**What is expected**
Your answer must be the full listing below, repeated exactly.

### Data under study

pub mod puzzle;
pub mod user;

pub use puzzle::{
    AbandonResponse, PuzzleRecord, PuzzleResponse, SaveProgressRequest, SaveProgressResponse,
    SubmitRequest, SubmitResponse,
};
pub use user::{CurrentPuzzle, LeaderboardEntry, ScoreSummary, UserDoc, MAX_WRONG_ATTEMPTS};
use std::time::Duration;

/// Bounded exponential backoff with jitter for transient storage failures.
#[derive(Clone)]
pub struct RetryConfig {
    pub max_attempts: usize,
    pub base_backoff: Duration,
    pub max_backoff: Duration,
    pub jitter_max: Duration,
}

impl Default for RetryConfig {
    fn default() -> Self {
        Self {
            max_attempts: 4,
            base_backoff: Duration::from_millis(25),
            max_backoff: Duration::from_millis(400),
            jitter_max: Duration::from_millis(50),
        }
    }
}

/// Run `f` until it succeeds or `max_attempts` is exhausted. Only use with
/// operations that are safe to repeat (reads, idempotent writes).
pub async fn retry_async<F, Fut, T, E>(config: RetryConfig, mut f: F) -> Result<T, E>
where
    F: FnMut() -> Fut,
    Fut: std::future::Future<Output = Result<T, E>>,
{
    let mut backoff = config.base_backoff;
    let mut attempts_left = config.max_attempts.max(1);

    loop {
        match f().await {
            Ok(v) => return Ok(v),
            Err(e) => {
                attempts_left -= 1;
                if attempts_left == 0 {
                    return Err(e);
                }

                let jitter_ms = config.jitter_max.as_millis() as u64;
                let jitter = if jitter_ms == 0 {
                    0
                } else {
                    rand::random::<u64>() % (jitter_ms + 1)
                };
                tokio::time::sleep(backoff + Duration::from_millis(jitter)).await;
                backoff = std::cmp::min(backoff * 2, config.max_backoff);
            }
        }
    }
}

######

**Response**
pub mod puzzle;
pub mod user;

pub use puzzle::{
    AbandonResponse, PuzzleRecord, PuzzleResponse, SaveProgressRequest, SaveProgressResponse,
    SubmitRequest, SubmitResponse,
};
pub use user::{CurrentPuzzle, LeaderboardEntry, ScoreSummary, UserDoc, MAX_WRONG_ATTEMPTS};
use std::time::Duration;

/// Bounded exponential backoff with jitter for transient storage failures.
#[derive(Clone)]
pub struct RetryConfig {
    pub max_attempts: usize,
    pub base_backoff: Duration,
    pub max_backoff: Duration,
    pub jitter_max: Duration,
}

impl Default for RetryConfig {
    fn default() -> Self {
        Self {
            max_attempts: 4,
            base_backoff: Duration::from_millis(25),
            max_backoff: Duration::from_millis(400),
            jitter_max: Duration::from_millis(50),
        }
    }
}

/// Run `f` until it succeeds or `max_attempts` is exhausted. Only use with
/// operations that are safe to repeat (reads, idempotent writes).
pub async fn retry_async<F, Fut, T, E>(config: RetryConfig, mut f: F) -> Result<T, E>
where
    F: FnMut() -> Fut,
    Fut: std::future::Future<Output = Result<T, E>>,
{
    let mut backoff = config.base_backoff;
    let mut attempts_left = config.max_attempts.max(1);

    loop {
        match f().await {
            Ok(v) => return Ok(v),
            Err(e) => {
                attempts_left -= 1;
                if attempts_left == 0 {
                    return Err(e);
                }

                let jitter_ms = config.jitter_max.as_millis() as u64;
                let jitter = if jitter_ms == 0 {
                    0
                } else {
                    rand::random::<u64>() % (jitter_ms + 1)
                };
                tokio::time::sleep(backoff + Duration::from_millis(jitter)).await;
                backoff = std::cmp::min(backoff * 2, config.max_backoff);
            }
        }
    }
}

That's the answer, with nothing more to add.